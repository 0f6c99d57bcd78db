//! Holiday calendar for working-day arithmetic
//!
//! Classifies calendar dates as working or non-working days. Weekends are
//! always non-working; German public holidays (fixed-date and Easter-relative)
//! and custom holidays are layered on top according to a [`HolidayConfig`].

use crate::error::{ReportError, ReportResult};
use chrono::{Datelike, Days, NaiveDate, Weekday};
use dashmap::DashMap;
use serde::{Deserialize, Serialize};
use std::collections::{BTreeSet, HashSet};
use std::fmt;
use std::str::FromStr;
use tracing::debug;

/// Offsets of the moving holidays relative to Easter Sunday
mod easter_offset {
    pub const GOOD_FRIDAY: i64 = -2;
    pub const EASTER_MONDAY: i64 = 1;
    pub const ASCENSION_DAY: i64 = 39;
    pub const WHIT_MONDAY: i64 = 50;
    pub const CORPUS_CHRISTI: i64 = 60;
}

/// Fixed-date German public holidays as (month, day)
const GERMAN_FIXED_HOLIDAYS: [(u32, u32); 6] = [
    (1, 1),   // New Year's Day
    (5, 1),   // Labour Day
    (10, 3),  // German Unity Day
    (12, 24), // Christmas Eve
    (12, 25), // Christmas Day
    (12, 26), // Boxing Day
];

/// A user-defined non-working day
///
/// Either a one-off calendar date or a day that recurs every year.
#[derive(Debug, Clone, Copy, PartialEq, Eq, PartialOrd, Ord, Hash, Serialize, Deserialize)]
#[serde(try_from = "String", into = "String")]
pub enum CustomHoliday {
    /// A single date, written `YYYY-MM-DD`
    Date(NaiveDate),
    /// The same day every year, written `MM-DD`
    Annual { month: u32, day: u32 },
}

impl CustomHoliday {
    /// Create an annual holiday, validating the month/day combination.
    ///
    /// February 29th is accepted and only matches in leap years.
    pub fn annual(month: u32, day: u32) -> ReportResult<Self> {
        // 2000 is a leap year, so every real month/day pair is valid in it
        NaiveDate::from_ymd_opt(2000, month, day)
            .map(|_| CustomHoliday::Annual { month, day })
            .ok_or_else(|| ReportError::InvalidHoliday {
                value: format!("{:02}-{:02}", month, day),
            })
    }
}

impl fmt::Display for CustomHoliday {
    fn fmt(&self, f: &mut fmt::Formatter<'_>) -> fmt::Result {
        match self {
            CustomHoliday::Date(date) => write!(f, "{}", date.format("%Y-%m-%d")),
            CustomHoliday::Annual { month, day } => write!(f, "{:02}-{:02}", month, day),
        }
    }
}

impl FromStr for CustomHoliday {
    type Err = ReportError;

    fn from_str(s: &str) -> Result<Self, Self::Err> {
        let value = s.trim();
        let invalid = || ReportError::InvalidHoliday {
            value: value.to_string(),
        };

        if let Ok(date) = NaiveDate::parse_from_str(value, "%Y-%m-%d") {
            return Ok(CustomHoliday::Date(date));
        }

        let (month, day) = value.split_once('-').ok_or_else(invalid)?;
        let month: u32 = month.parse().map_err(|_| invalid())?;
        let day: u32 = day.parse().map_err(|_| invalid())?;
        CustomHoliday::annual(month, day).map_err(|_| invalid())
    }
}

impl TryFrom<String> for CustomHoliday {
    type Error = ReportError;

    fn try_from(value: String) -> Result<Self, Self::Error> {
        value.parse()
    }
}

impl From<CustomHoliday> for String {
    fn from(holiday: CustomHoliday) -> Self {
        holiday.to_string()
    }
}

/// Holiday configuration
///
/// Built once at startup and never mutated afterwards. Changing the
/// configuration means building a new [`HolidayCalendar`] from a new value.
#[derive(Debug, Clone, Default, PartialEq, Eq, Serialize, Deserialize)]
#[serde(default)]
pub struct HolidayConfig {
    /// Observe German public holidays (fixed dates plus Easter-relative days)
    pub german_public_holidays: bool,
    /// Additionally observe Corpus Christi (only with German public holidays)
    pub corpus_christi: bool,
    /// Additional non-working days
    pub custom_holidays: BTreeSet<CustomHoliday>,
}

impl HolidayConfig {
    /// Create a configuration with weekends as the only non-working days
    pub fn new() -> Self {
        Self::default()
    }

    /// Enable or disable German public holidays
    pub fn with_german_public_holidays(mut self, enabled: bool) -> Self {
        self.german_public_holidays = enabled;
        self
    }

    /// Enable or disable Corpus Christi
    pub fn with_corpus_christi(mut self, enabled: bool) -> Self {
        self.corpus_christi = enabled;
        self
    }

    /// Add a custom holiday
    pub fn with_custom_holiday(mut self, holiday: CustomHoliday) -> Self {
        self.custom_holidays.insert(holiday);
        self
    }

    /// Add multiple custom holidays
    pub fn with_custom_holidays(mut self, holidays: impl IntoIterator<Item = CustomHoliday>) -> Self {
        self.custom_holidays.extend(holidays);
        self
    }
}

/// Compute Easter Sunday for a Gregorian year.
///
/// Uses the anonymous Gregorian algorithm (Meeus/Jones/Butcher). Returns
/// `None` only for years outside the range chrono can represent.
pub fn easter_sunday(year: i32) -> Option<NaiveDate> {
    let a = year.rem_euclid(19);
    let b = year.div_euclid(100);
    let c = year.rem_euclid(100);
    let d = b.div_euclid(4);
    let e = b.rem_euclid(4);
    let f = (b + 8).div_euclid(25);
    let g = (b - f + 1).div_euclid(3);
    let h = (19 * a + b - d - g + 15).rem_euclid(30);
    let i = c.div_euclid(4);
    let k = c.rem_euclid(4);
    let l = (32 + 2 * e + 2 * i - h - k).rem_euclid(7);
    let m = (a + 11 * h + 22 * l).div_euclid(451);
    let n = h + l - 7 * m + 114;

    NaiveDate::from_ymd_opt(year, (n / 31) as u32, (n % 31 + 1) as u32)
}

/// Easter-relative holidays of one year
#[derive(Debug, Clone, Default)]
struct MovingHolidays {
    easter_sunday: Option<NaiveDate>,
    dates: Vec<NaiveDate>,
}

impl MovingHolidays {
    fn for_year(year: i32, corpus_christi: bool) -> Self {
        let Some(easter) = easter_sunday(year) else {
            return Self::default();
        };

        let mut offsets = vec![
            easter_offset::GOOD_FRIDAY,
            easter_offset::EASTER_MONDAY,
            easter_offset::ASCENSION_DAY,
            easter_offset::WHIT_MONDAY,
        ];
        if corpus_christi {
            offsets.push(easter_offset::CORPUS_CHRISTI);
        }

        let dates = offsets
            .into_iter()
            .filter_map(|offset| {
                if offset < 0 {
                    easter.checked_sub_days(Days::new(offset.unsigned_abs()))
                } else {
                    easter.checked_add_days(Days::new(offset as u64))
                }
            })
            .collect();

        Self {
            easter_sunday: Some(easter),
            dates,
        }
    }

    fn contains(&self, date: NaiveDate) -> bool {
        self.dates.contains(&date)
    }
}

/// Calendar classifying dates as working or non-working days
///
/// Holds an immutable [`HolidayConfig`] and a per-year cache of the
/// Easter-relative holidays. The cache is filled with an atomic
/// compute-if-absent insert, so one calendar can be shared across threads
/// behind an `Arc`.
#[derive(Debug)]
pub struct HolidayCalendar {
    config: HolidayConfig,
    one_off_holidays: HashSet<NaiveDate>,
    annual_holidays: HashSet<(u32, u32)>,
    has_working_days: bool,
    moving_holidays: DashMap<i32, MovingHolidays>,
}

impl HolidayCalendar {
    /// Create a calendar for the given configuration
    pub fn new(config: HolidayConfig) -> Self {
        let mut one_off_holidays = HashSet::new();
        let mut annual_holidays = HashSet::new();
        for holiday in &config.custom_holidays {
            match *holiday {
                CustomHoliday::Date(date) => {
                    one_off_holidays.insert(date);
                }
                CustomHoliday::Annual { month, day } => {
                    annual_holidays.insert((month, day));
                }
            }
        }

        let has_working_days =
            Self::some_day_of_year_uncovered(&annual_holidays, config.german_public_holidays);
        if !has_working_days {
            debug!("Holiday configuration leaves no working days");
        }

        Self {
            config,
            one_off_holidays,
            annual_holidays,
            has_working_days,
            moving_holidays: DashMap::new(),
        }
    }

    /// Whether any date at all is a working day.
    ///
    /// One-off and Easter-relative holidays only cover some years, so the
    /// calendar runs out of working days only when annual and fixed holidays
    /// together cover every day of a leap year.
    pub fn has_working_days(&self) -> bool {
        self.has_working_days
    }

    fn some_day_of_year_uncovered(annual: &HashSet<(u32, u32)>, german: bool) -> bool {
        let Some(start) = NaiveDate::from_ymd_opt(2000, 1, 1) else {
            return true;
        };
        start.iter_days().take(366).any(|date| {
            let month_day = (date.month(), date.day());
            !annual.contains(&month_day) && !(german && GERMAN_FIXED_HOLIDAYS.contains(&month_day))
        })
    }

    /// Get the configuration this calendar was built from
    pub fn config(&self) -> &HolidayConfig {
        &self.config
    }

    /// Check if a date falls on Saturday or Sunday
    pub fn is_weekend(&self, date: NaiveDate) -> bool {
        matches!(date.weekday(), Weekday::Sat | Weekday::Sun)
    }

    /// Check if a date is a configured holiday (weekends not included)
    pub fn is_holiday(&self, date: NaiveDate) -> bool {
        if self.config.german_public_holidays && self.is_german_holiday(date) {
            return true;
        }

        self.one_off_holidays.contains(&date)
            || self.annual_holidays.contains(&(date.month(), date.day()))
    }

    /// Check if a date is a working day
    pub fn is_working_day(&self, date: NaiveDate) -> bool {
        !self.is_weekend(date) && !self.is_holiday(date)
    }

    /// Get Easter Sunday for a year, computing and caching it on first use
    pub fn easter_sunday(&self, year: i32) -> Option<NaiveDate> {
        self.with_moving_holidays(year, |holidays| holidays.easter_sunday)
    }

    /// Number of years whose moving holidays are currently cached
    pub fn cached_years(&self) -> usize {
        self.moving_holidays.len()
    }

    fn is_german_holiday(&self, date: NaiveDate) -> bool {
        let fixed = GERMAN_FIXED_HOLIDAYS
            .iter()
            .any(|&(month, day)| date.month() == month && date.day() == day);

        fixed || self.with_moving_holidays(date.year(), |holidays| holidays.contains(date))
    }

    fn with_moving_holidays<T>(&self, year: i32, f: impl FnOnce(&MovingHolidays) -> T) -> T {
        if let Some(holidays) = self.moving_holidays.get(&year) {
            return f(&holidays);
        }

        let holidays = self.moving_holidays.entry(year).or_insert_with(|| {
            debug!(year, "Computing moving holidays");
            MovingHolidays::for_year(year, self.config.corpus_christi)
        });
        f(&holidays)
    }
}

impl Default for HolidayCalendar {
    fn default() -> Self {
        Self::new(HolidayConfig::default())
    }
}

/// Calendars compare by configuration; the cache is not part of identity.
impl PartialEq for HolidayCalendar {
    fn eq(&self, other: &Self) -> bool {
        self.config == other.config
    }
}

impl Eq for HolidayCalendar {}

static_assertions::assert_impl_all!(HolidayCalendar: Send, Sync);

--*--

§ **INSTRUCTIONS FOR THE TASK**
The answer should contain only the lines from the first line of the entries through the line holding "valid in it", each exactly as written.

§ **RESPONSE TO THE EXERCISE**
repository 0f6c99d57bcd78db
//! Holiday calendar for working-day arithmetic
//!
//! Classifies calendar dates as working or non-working days. Weekends are
//! always non-working; German public holidays (fixed-date and Easter-relative)
//! and custom holidays are layered on top according to a [`HolidayConfig`].

use crate::error::{ReportError, ReportResult};
use chrono::{Datelike, Days, NaiveDate, Weekday};
use dashmap::DashMap;
use serde::{Deserialize, Serialize};
use std::collections::{BTreeSet, HashSet};
use std::fmt;
use std::str::FromStr;
use tracing::debug;

/// Offsets of the moving holidays relative to Easter Sunday
mod easter_offset {
    pub const GOOD_FRIDAY: i64 = -2;
    pub const EASTER_MONDAY: i64 = 1;
    pub const ASCENSION_DAY: i64 = 39;
    pub const WHIT_MONDAY: i64 = 50;
    pub const CORPUS_CHRISTI: i64 = 60;
}

/// Fixed-date German public holidays as (month, day)
const GERMAN_FIXED_HOLIDAYS: [(u32, u32); 6] = [
    (1, 1),   // New Year's Day
    (5, 1),   // Labour Day
    (10, 3),  // German Unity Day
    (12, 24), // Christmas Eve
    (12, 25), // Christmas Day
    (12, 26), // Boxing Day
];

/// A user-defined non-working day
///
/// Either a one-off calendar date or a day that recurs every year.
#[derive(Debug, Clone, Copy, PartialEq, Eq, PartialOrd, Ord, Hash, Serialize, Deserialize)]
#[serde(try_from = "String", into = "String")]
pub enum CustomHoliday {
    /// A single date, written `YYYY-MM-DD`
    Date(NaiveDate),
    /// The same day every year, written `MM-DD`
    Annual { month: u32, day: u32 },
}

impl CustomHoliday {
    /// Create an annual holiday, validating the month/day combination.
    ///
    /// February 29th is accepted and only matches in leap years.
    pub fn annual(month: u32, day: u32) -> ReportResult<Self> {
        // 2000 is a leap year, so every real month/day pair is valid in it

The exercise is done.